Assignment: From the data below, copy each line that includes the word "serde".

Given records:

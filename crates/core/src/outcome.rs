//! Outcome summaries returned to the webhook transport.

use serde::{Deserialize, Serialize};

use crate::domain::{ConversationId, ConversationKind, PersonId};
use crate::membership::TransitionOutcome;
use crate::policy::DenyReason;

#[derive(Clone, Debug, PartialEq, Eq, Serialize, Deserialize)]
#[serde(tag = "status", rename_all = "snake_case")]
pub enum DeliveryStatus {
    Delivered,
    /// The destination rejected the card; the source file was sent instead.
    DeliveredAsAttachment { card_error: String },
    Failed { error: String },
}

impl DeliveryStatus {
    pub fn is_delivered(&self) -> bool {
        !matches!(self, Self::Failed { .. })
    }
}

#[derive(Clone, Debug, PartialEq, Eq, Serialize, Deserialize)]
pub struct DeliveryRecord {
    pub conversation: ConversationId,
    pub kind: ConversationKind,
    pub status: DeliveryStatus,
}

/// Result of one fan-out. Individual failures never fail the broadcast.
#[derive(Clone, Debug, PartialEq, Eq, Serialize, Deserialize)]
pub struct BroadcastReport {
    pub payload_kind: String,
    pub deliveries: Vec<DeliveryRecord>,
    pub warnings: Vec<String>,
}

impl BroadcastReport {
    pub fn delivered_count(&self) -> usize {
        self.deliveries.iter().filter(|record| record.status.is_delivered()).count()
    }

    pub fn failures(&self) -> Vec<&DeliveryRecord> {
        self.deliveries.iter().filter(|record| !record.status.is_delivered()).collect()
    }

    pub fn is_partial(&self) -> bool {
        !self.failures().is_empty()
    }
}

#[derive(Clone, Debug, PartialEq, Eq, Serialize, Deserialize)]
#[serde(tag = "outcome", rename_all = "snake_case")]
pub enum MessageOutcome {
    /// Not a broadcast candidate (the agent's own post, for example).
    Ignored { reason: String },
    Unauthorized { author: PersonId, reason: DenyReason },
    NoDestinations { warnings: Vec<String> },
    AttachmentFetchFailed { error: String, author_notified: bool },
    Broadcast(BroadcastReport),
}

impl MessageOutcome {
    pub fn label(&self) -> &'static str {
        match self {
            Self::Ignored { .. } => "ignored",
            Self::Unauthorized { .. } => "unauthorized",
            Self::NoDestinations { .. } => "no_destinations",
            Self::AttachmentFetchFailed { .. } => "attachment_fetch_failed",
            Self::Broadcast(report) if report.is_partial() => "partial_delivery_failure",
            Self::Broadcast(_) => "broadcast",
        }
    }
}

#[derive(Clone, Debug, PartialEq, Eq, Serialize, Deserialize)]
#[serde(tag = "outcome", rename_all = "snake_case")]
pub enum MembershipOutcome {
    /// Event about somebody else's membership.
    Ignored { reason: String },
    Applied { transition: TransitionOutcome, action_errors: Vec<String> },
}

Task solution:
use serde::{Deserialize, Serialize};
#[serde(tag = "status", rename_all = "snake_case")]
#[serde(tag = "outcome", rename_all = "snake_case")]
#[serde(tag = "outcome", rename_all = "snake_case")]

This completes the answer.